• Task to carry out:
Please filter the data down to the lines that include the word "responseSchema" and copy them.

[Collected data entries]
^^^^
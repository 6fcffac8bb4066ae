//! Gemini API Client
//!
//! Typed `generateContent` wire client with grounding-tool support:
//! - camelCase request/response structs, schema-constrained output via
//!   `generationConfig.responseSchema`
//! - search tools serialized as `{"google_search": {}}` objects
//! - full response envelope returned to callers, because grounding
//!   citations travel in `groundingMetadata` outside the text parts
//! - `GenerativeBackend` trait so orchestrators can run against a
//!   scripted backend in tests

use std::time::Duration;

use async_trait::async_trait;
use reqwest::Client;
use serde::{Deserialize, Serialize};
use serde_json::Value;
use tracing::{debug, info, warn};

use crate::config::Config;
use crate::error::{Error, Result};

const GEMINI_API_BASE: &str = "https://generativelanguage.googleapis.com/v1beta/models";

/// One `generateContent` request body
#[derive(Debug, Clone, Serialize)]
#[serde(rename_all = "camelCase")]
pub struct GenerateRequest {
    pub contents: Vec<Content>,
    #[serde(skip_serializing_if = "Option::is_none")]
    pub system_instruction: Option<SystemInstruction>,
    #[serde(skip_serializing_if = "Vec::is_empty")]
    pub tools: Vec<Tool>,
    #[serde(skip_serializing_if = "Option::is_none")]
    pub generation_config: Option<GenerationConfig>,
}

#[derive(Debug, Clone, Serialize)]
pub struct SystemInstruction {
    pub parts: Vec<Part>,
}

impl SystemInstruction {
    pub fn from_text(text: &str) -> Self {
        Self {
            parts: vec![Part::text(text)],
        }
    }
}

/// One conversation turn; role is "user" or "model"
#[derive(Debug, Clone, Default, Serialize, Deserialize)]
pub struct Content {
    #[serde(default)]
    pub role: String,
    #[serde(default)]
    pub parts: Vec<Part>,
}

impl Content {
    pub fn user(parts: Vec<Part>) -> Self {
        Self {
            role: "user".to_string(),
            parts,
        }
    }

    pub fn model(text: &str) -> Self {
        Self {
            role: "model".to_string(),
            parts: vec![Part::text(text)],
        }
    }
}

#[derive(Debug, Clone, Default, Serialize, Deserialize)]
#[serde(rename_all = "camelCase")]
pub struct Part {
    #[serde(default, skip_serializing_if = "Option::is_none")]
    pub text: Option<String>,
    #[serde(default, skip_serializing_if = "Option::is_none")]
    pub inline_data: Option<InlineData>,
}

impl Part {
    pub fn text(text: &str) -> Self {
        Self {
            text: Some(text.to_string()),
            inline_data: None,
        }
    }

    /// Base64-encoded media part
    pub fn inline_data(mime_type: &str, data: String) -> Self {
        Self {
            text: None,
            inline_data: Some(InlineData {
                mime_type: mime_type.to_string(),
                data,
            }),
        }
    }
}

#[derive(Debug, Clone, Serialize, Deserialize)]
#[serde(rename_all = "camelCase")]
pub struct InlineData {
    pub mime_type: String,
    pub data: String,
}

/// Grounding tool declaration; exactly one config per entry, so a
/// request carries `[{"google_search": {}}, {"google_maps": {}}]`
#[derive(Debug, Clone, Default, PartialEq, Eq, Serialize)]
pub struct Tool {
    #[serde(rename = "google_search", skip_serializing_if = "Option::is_none")]
    google_search: Option<ToolConfig>,
    #[serde(rename = "google_maps", skip_serializing_if = "Option::is_none")]
    google_maps: Option<ToolConfig>,
}

#[derive(Debug, Clone, Default, PartialEq, Eq, Serialize)]
pub struct ToolConfig {}

impl Tool {
    pub fn google_search() -> Self {
        Self {
            google_search: Some(ToolConfig {}),
            google_maps: None,
        }
    }

    pub fn google_maps() -> Self {
        Self {
            google_search: None,
            google_maps: Some(ToolConfig {}),
        }
    }
}

#[derive(Debug, Clone, Default, Serialize)]
#[serde(rename_all = "camelCase")]
pub struct GenerationConfig {
    #[serde(skip_serializing_if = "Option::is_none")]
    pub temperature: Option<f32>,
    #[serde(skip_serializing_if = "Option::is_none")]
    pub max_output_tokens: Option<u32>,
    #[serde(skip_serializing_if = "Option::is_none")]
    pub response_mime_type: Option<String>,
    #[serde(skip_serializing_if = "Option::is_none")]
    pub response_schema: Option<Value>,
}

impl GenerationConfig {
    /// Constrain the response to a JSON schema
    pub fn json(schema: Value) -> Self {
        Self {
            response_mime_type: Some("application/json".to_string()),
            response_schema: Some(schema),
            ..Self::default()
        }
    }
}

/// Full `generateContent` response envelope
#[derive(Debug, Clone, Default, Deserialize)]
#[serde(rename_all = "camelCase", default)]
pub struct GenerateResponse {
    pub candidates: Vec<Candidate>,
    pub usage_metadata: Option<UsageMetadata>,
    pub model_version: Option<String>,
}

#[derive(Debug, Clone, Default, Deserialize)]
#[serde(rename_all = "camelCase", default)]
pub struct Candidate {
    pub content: Option<Content>,
    pub finish_reason: Option<String>,
    pub grounding_metadata: Option<GroundingMetadata>,
}

#[derive(Debug, Clone, Default, Deserialize)]
#[serde(rename_all = "camelCase", default)]
pub struct GroundingMetadata {
    pub grounding_chunks: Vec<GroundingChunk>,
    pub web_search_queries: Vec<String>,
}

#[derive(Debug, Clone, Default, Deserialize)]
#[serde(default)]
pub struct GroundingChunk {
    pub web: Option<WebSource>,
}

#[derive(Debug, Clone, Default, Deserialize)]
#[serde(default)]
pub struct WebSource {
    pub uri: Option<String>,
    pub title: Option<String>,
}

#[derive(Debug, Clone, Copy, Default, Deserialize)]
#[serde(rename_all = "camelCase", default)]
pub struct UsageMetadata {
    pub prompt_token_count: u32,
    pub candidates_token_count: u32,
    pub total_token_count: u32,
}

impl GenerateResponse {
    /// Concatenated text of the first candidate's parts
    pub fn text(&self) -> String {
        self.candidates
            .first()
            .and_then(|c| c.content.as_ref())
            .map(|content| {
                content
                    .parts
                    .iter()
                    .filter_map(|p| p.text.as_deref())
                    .collect::<Vec<_>>()
                    .join("\n")
            })
            .unwrap_or_default()
    }

    /// Grounding chunks of the first candidate, empty when the model
    /// did not search
    pub fn grounding_chunks(&self) -> &[GroundingChunk] {
        self.candidates
            .first()
            .and_then(|c| c.grounding_metadata.as_ref())
            .map(|g| g.grounding_chunks.as_slice())
            .unwrap_or(&[])
    }
}

#[derive(Deserialize)]
struct ErrorEnvelope {
    error: ErrorDetail,
}

#[derive(Deserialize)]
struct ErrorDetail {
    message: String,
}

/// Anything that can answer a `generateContent` request. Production
/// uses `GeminiClient`; tests use a scripted fake.
#[async_trait]
pub trait GenerativeBackend: Send + Sync {
    async fn generate(&self, model: &str, request: GenerateRequest) -> Result<GenerateResponse>;
}

/// Gemini REST client
#[derive(Clone)]
pub struct GeminiClient {
    client: Client,
    api_key: Option<String>,
}

impl GeminiClient {
    pub fn new(api_key: Option<&str>, timeout_secs: u64) -> Self {
        let client = Client::builder()
            .timeout(Duration::from_secs(timeout_secs))
            .build()
            .expect("Failed to create HTTP client");

        Self {
            client,
            api_key: api_key.map(|s| s.to_string()),
        }
    }

    /// Create from config
    pub fn from_config(config: &Config) -> Self {
        Self::new(config.gemini_api_key.as_deref(), config.request_timeout_secs)
    }

    /// Check if API key is configured
    pub fn is_available(&self) -> bool {
        self.api_key.is_some()
    }

    fn api_url(&self, model: &str, api_key: &str) -> String {
        format!("{}/{}:generateContent?key={}", GEMINI_API_BASE, model, api_key)
    }
}

#[async_trait]
impl GenerativeBackend for GeminiClient {
    async fn generate(&self, model: &str, request: GenerateRequest) -> Result<GenerateResponse> {
        let api_key = self.api_key.as_ref().ok_or(Error::MissingApiKey)?;

        debug!(
            "Calling Gemini: model={}, turns={}, tools={}",
            model,
            request.contents.len(),
            request.tools.len()
        );

        let response = self
            .client
            .post(self.api_url(model, api_key))
            .header("content-type", "application/json")
            .json(&request)
            .send()
            .await?;

        if !response.status().is_success() {
            let status = response.status().as_u16();
            let body = response
                .text()
                .await
                .unwrap_or_else(|_| "failed to read error body".to_string());
            let message = serde_json::from_str::<ErrorEnvelope>(&body)
                .map(|e| e.error.message)
                .unwrap_or(body);
            warn!("Gemini API error {}: {}", status, message);
            return Err(Error::Api { status, message });
        }

        let envelope: GenerateResponse = response
            .json()
            .await
            .map_err(|e| Error::InvalidResponse(e.to_string()))?;

        if envelope.candidates.is_empty() {
            return Err(Error::EmptyResponse);
        }

        if let Some(usage) = &envelope.usage_metadata {
            info!(
                "Gemini response: model={}, in={}, out={}, total={}",
                envelope.model_version.as_deref().unwrap_or(model),
                usage.prompt_token_count,
                usage.candidates_token_count,
                usage.total_token_count
            );
        }

        Ok(envelope)
    }
}

#[cfg(test)]
mod tests {
    use super::*;
    use serde_json::json;

    #[test]
    fn test_tool_serialization() {
        let search = serde_json::to_value(Tool::google_search()).unwrap();
        assert_eq!(search, json!({"google_search": {}}));

        let maps = serde_json::to_value(Tool::google_maps()).unwrap();
        assert_eq!(maps, json!({"google_maps": {}}));
    }

    #[test]
    fn test_availability_tracks_api_key() {
        assert!(!GeminiClient::new(None, 5).is_available());
        assert!(GeminiClient::new(Some("test-key"), 5).is_available());
    }

    #[test]
    fn test_request_wire_casing() {
        let request = GenerateRequest {
            contents: vec![Content::user(vec![Part::text("hi")])],
            system_instruction: Some(SystemInstruction::from_text("be brief")),
            tools: vec![Tool::google_search()],
            generation_config: Some(GenerationConfig::json(json!({"type": "OBJECT"}))),
        };

        let value = serde_json::to_value(&request).unwrap();
        assert!(value.get("systemInstruction").is_some());
        assert!(value.get("generationConfig").is_some());
        let config = &value["generationConfig"];
        assert_eq!(config["responseMimeType"], "application/json");
        assert!(config.get("responseSchema").is_some());
        assert_eq!(value["tools"][0], json!({"google_search": {}}));
    }

    #[test]
    fn test_empty_tools_omitted() {
        let request = GenerateRequest {
            contents: vec![Content::user(vec![Part::text("hi")])],
            system_instruction: None,
            tools: vec![],
            generation_config: None,
        };

        let value = serde_json::to_value(&request).unwrap();
        assert!(value.get("tools").is_none());
    }

    #[test]
    fn test_inline_data_casing() {
        let part = Part::inline_data("image/png", "aGk=".to_string());
        let value = serde_json::to_value(&part).unwrap();
        assert_eq!(value["inlineData"]["mimeType"], "image/png");
        assert_eq!(value["inlineData"]["data"], "aGk=");
    }

    #[test]
    fn test_response_text_joins_parts() {
        let envelope: GenerateResponse = serde_json::from_value(json!({
            "candidates": [{
                "content": {
                    "role": "model",
                    "parts": [{"text": "first"}, {"text": "second"}]
                }
            }]
        }))
        .unwrap();

        assert_eq!(envelope.text(), "first\nsecond");
    }

    #[test]
    fn test_grounding_chunks_accessor() {
        let envelope: GenerateResponse = serde_json::from_value(json!({
            "candidates": [{
                "content": {"role": "model", "parts": [{"text": "ok"}]},
                "groundingMetadata": {
                    "groundingChunks": [
                        {"web": {"uri": "https://example.gov", "title": "Example"}}
                    ],
                    "webSearchQueries": ["visa rules"]
                }
            }]
        }))
        .unwrap();

        assert_eq!(envelope.grounding_chunks().len(), 1);
    }

    #[test]
    fn test_bare_envelope_defaults() {
        let envelope: GenerateResponse = serde_json::from_value(json!({})).unwrap();
        assert!(envelope.candidates.is_empty());
        assert_eq!(envelope.text(), "");
        assert!(envelope.grounding_chunks().is_empty());
    }
}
^^^^
• Written answer:
//!   `generationConfig.responseSchema`
        assert!(config.get("responseSchema").is_some());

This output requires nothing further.